God, through the apostle Paul, treats the reader to a flurry of hope as the letter nears the end in Romans 15. In the context of difficult relationships, where hope can be especially hard to find, he instructs those who are strong in the faith to humble themselves and love the weak, imitating Christ, who sought the good of his neighbor and did not seek to please himself.
The apostle grounds this love by going back to the Old Testament, saying, “Whatever was written in former days was written for our instruction, that through endurance and through the encouragement of the Scriptures we might have hope” (Romans 15:4). He says this of the Old Testament. When trials have risen and hope has dwindled, how often have you turned to Genesis or Leviticus, Psalms or Proverbs, Isaiah or Ezekiel?
Notice how Paul, in Romans 15, draws on various parts of the Old Testament to encourage hope. There is no place in the Old Testament where hope cannot be found. Paul quotes Deuteronomy 32 (Romans 15:10) and 2 Samuel 22 (Romans 15:9) and Psalms 18 and 117 (Romans 15:9, 11) and Isaiah 11 (Romans 15:12). The entire Old Testament, from creation to curse to promise, through the founding and fall of Israel, to the rebuilding of the temple — all of it shows and instructs us that God will do what he says he will do. All of it sings over us, “God is not man, that he should lie, or a son of man, that he should change his mind. Has he said, and will he not do it? Or has he spoken, and will he not fulfill it?” (Numbers 23:19).

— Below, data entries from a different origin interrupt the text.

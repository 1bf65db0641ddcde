//! Time durations, from nanoseconds to days. Units are
//! case-insensitive and normalize to lower case.

use super::quantity::Quantity;
use super::system::UnitSystem;

use phf::phf_ordered_map;

/// The time duration unit system. The base unit is the nanosecond.
#[derive(Debug, Clone, Copy, Default, PartialEq, Eq)]
pub struct DurationUnits;

/// A parsed time duration literal, such as `"1.5h"`.
pub type TimeDuration = Quantity<DurationUnits>;

const NANOS_PER_SECOND: f64 = 1_000_000_000.0;

static DURATION_UNITS: phf::OrderedMap<&'static str, f64> = phf_ordered_map! {
  "ns" => 1.0,
  "us" => 1_000.0,
  "ms" => 1_000_000.0,
  "s" => NANOS_PER_SECOND,
  "m" => 60.0 * NANOS_PER_SECOND,
  "h" => 3_600.0 * NANOS_PER_SECOND,
  "d" => 86_400.0 * NANOS_PER_SECOND,
};

impl UnitSystem for DurationUnits {
  const KIND: &'static str = "time duration";
  const BASE_UNIT: &'static str = "ns";

  fn table() -> &'static phf::OrderedMap<&'static str, f64> {
    &DURATION_UNITS
  }

  fn fold_unit(unit: &str) -> String {
    let unit = unit.to_lowercase();
    // Micro sign (U+00B5) and Greek small mu (U+03BC) both spell
    // microseconds.
    match unit.as_str() {
      "\u{b5}s" | "\u{3bc}s" => "us".to_owned(),
      _ => unit,
    }
  }

  fn accepted() -> String {
    "ns, us (\u{b5}s), ms, s, m, h, d".to_owned()
  }
}

#[cfg(test)]
mod tests {
  use super::*;
  use crate::units::error::ParseError;

  use approx::assert_relative_eq;

  #[test]
  fn test_to_base() {
    assert_eq!(TimeDuration::parse("1000ns").unwrap().to_base(), 1000.0);
    assert_eq!(TimeDuration::parse("1ms").unwrap().to_base(), 1_000_000.0);
    assert_eq!(TimeDuration::parse("1s").unwrap().to_base(), 1e9);
    assert_eq!(TimeDuration::parse("1m").unwrap().to_base(), 6e10);
    assert_eq!(TimeDuration::parse("1h").unwrap().to_base(), 3.6e12);
    assert_eq!(TimeDuration::parse("1d").unwrap().to_base(), 86_400_000_000_000.0);
    assert_eq!(TimeDuration::parse("1.5h").unwrap().to_base(), 5.4e12);
  }

  #[test]
  fn test_to_base_for_every_unit() {
    for (unit, scale) in DURATION_UNITS.entries() {
      for n in [0.0, 1.0, 2.5, 100.0] {
        let duration = TimeDuration::parse(&format!("{n}{unit}")).unwrap();
        assert_eq!(duration.to_base(), n * scale);
      }
    }
  }

  #[test]
  fn test_microsecond_spellings() {
    let expected = TimeDuration::parse("1us").unwrap().to_base();
    for text in ["1US", "1Us", "1\u{b5}s", "1\u{b5}S", "1\u{3bc}s"] {
      let duration = TimeDuration::parse(text).unwrap();
      assert_eq!(duration.unit(), "us");
      assert_eq!(duration.to_base(), expected);
    }
    assert_eq!(expected, 1000.0);
  }

  #[test]
  fn test_case_insensitive_units() {
    let duration = TimeDuration::parse("3 H").unwrap();
    assert_eq!(duration.unit(), "h");
    assert_eq!(duration.to_base(), TimeDuration::parse("3h").unwrap().to_base());
  }

  #[test]
  fn test_convert_to() {
    let duration = TimeDuration::parse("90s").unwrap();
    assert_relative_eq!(duration.convert_to("m").unwrap(), 1.5);
    assert_relative_eq!(duration.convert_to("MS").unwrap(), 90_000.0);
    assert_relative_eq!(duration.convert_to("\u{b5}s").unwrap(), 90_000_000.0);
    assert_relative_eq!(TimeDuration::parse("36h").unwrap().convert_to("d").unwrap(), 1.5);
  }

  #[test]
  fn test_round_trip_through_own_unit() {
    for text in ["100ns", "3.3us", "0.7ms", "59.9s", "61m", "0.1h", "365d"] {
      let duration = TimeDuration::parse(text).unwrap();
      assert_relative_eq!(duration.convert_to(duration.unit()).unwrap(), duration.magnitude(), max_relative = 1e-9);
    }
  }

  #[test]
  fn test_rejects_unknown_units() {
    for text in ["10sec", "10min", "10w", "10 hrs", "10KB"] {
      assert!(matches!(TimeDuration::parse(text), Err(ParseError::InvalidUnit { .. })), "{text}");
    }
  }

  #[test]
  fn test_invalid_unit_lists_accepted_units() {
    let err = TimeDuration::parse("5 fortnights").unwrap_err();
    assert!(err.to_string().ends_with("must be one of: ns, us (\u{b5}s), ms, s, m, h, d"));
  }
}
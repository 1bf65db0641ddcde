//! Errors raised while reading quantity literals.

use thiserror::Error;

/// An error produced while parsing a quantity literal, or while
/// converting a quantity into a unit that its unit system does not
/// recognize.
#[derive(Debug, Clone, Error, PartialEq, Eq)]
#[non_exhaustive]
pub enum ParseError {
  #[error("empty literal: {kind} text cannot be empty")]
  Empty { kind: &'static str },
  #[error("missing number: {kind} must start with a number, got \"{input}\"")]
  MissingNumber { kind: &'static str, input: String },
  #[error("missing unit: {kind} must include a unit ({accepted}), got \"{input}\"")]
  MissingUnit { kind: &'static str, input: String, accepted: String },
  #[error("invalid number: \"{input}\" is not a valid {kind} magnitude")]
  InvalidNumber { kind: &'static str, input: String },
  #[error("invalid number: \"{input}\" is too large to represent")]
  NotFinite { kind: &'static str, input: String },
  #[error("invalid unit: \"{unit}\" is not a {kind} unit, must be one of: {accepted}")]
  InvalidUnit { kind: &'static str, unit: String, accepted: String },
}

impl ParseError {
  /// The kind of literal ("byte size", "time duration") that failed
  /// to parse.
  pub fn kind(&self) -> &'static str {
    match self {
      ParseError::Empty { kind } => *kind,
      ParseError::MissingNumber { kind, .. } => *kind,
      ParseError::MissingUnit { kind, .. } => *kind,
      ParseError::InvalidNumber { kind, .. } => *kind,
      ParseError::NotFinite { kind, .. } => *kind,
      ParseError::InvalidUnit { kind, .. } => *kind,
    }
  }
}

Story after story, prophecy after prophecy, promise after promise, deliverance after deliverance, psalm after psalm, prayer after prayer attests to the God whose faithfulness will never fail. It is only fitting that Paul would end the first half of Romans 15 with these hope-filled words:
May the God of hope fill you with all joy and peace in believing, so that by the power of the Holy Spirit you may abound in hope. (Romans 15:13)
Hope from Yesterday for Tomorrow
Last fall, I walked college freshmen through the Old Testament at Bethlehem College & Seminary. While all of them had read portions of the Old Testament before, there were some who had never read it straight through from Genesis to Malachi. By the end of the class, the students were asked to summarize the message of each of the 39 books.
Halfway through the semester, some of the students, almost in exasperation, observed that their summaries were starting to sound the same. “How so?” I asked. “Well,” they replied, “the Lord keeps showing himself faithful in the midst of Israel’s faithlessness book after book!” A wonderful moment for any teacher. They were discovering what Paul had tasted — that what was written in former days was written so that we might remember the relentless faithfulness of God. In other words, so that we might have hope.
The faithfulness of God to do what he said he would do, and be who he said he would be, is the great source of deep and durable hope. “I tell you that Christ became a servant to the circumcised,” Romans 15:8–9 says, “to show God’s truthfulness, in order to confirm the promises given to the patriarchs, and in order that the Gentiles might glorify God for his mercy.”
The encouragement of the Old Testament points us backward to the Lord’s faithful yesterdays in order to brighten our hope for whatever tomorrow might bring. To neglect the Old Testament is to forsake a well of refreshing and life-giving water while we walk in dry and weary lands. Book after book sings, “Great is thy faithfulness!”
There is no need to look for hope where it will not be found, especially in the days we need it most. Hope is in a Person. The Old Testament tells us so.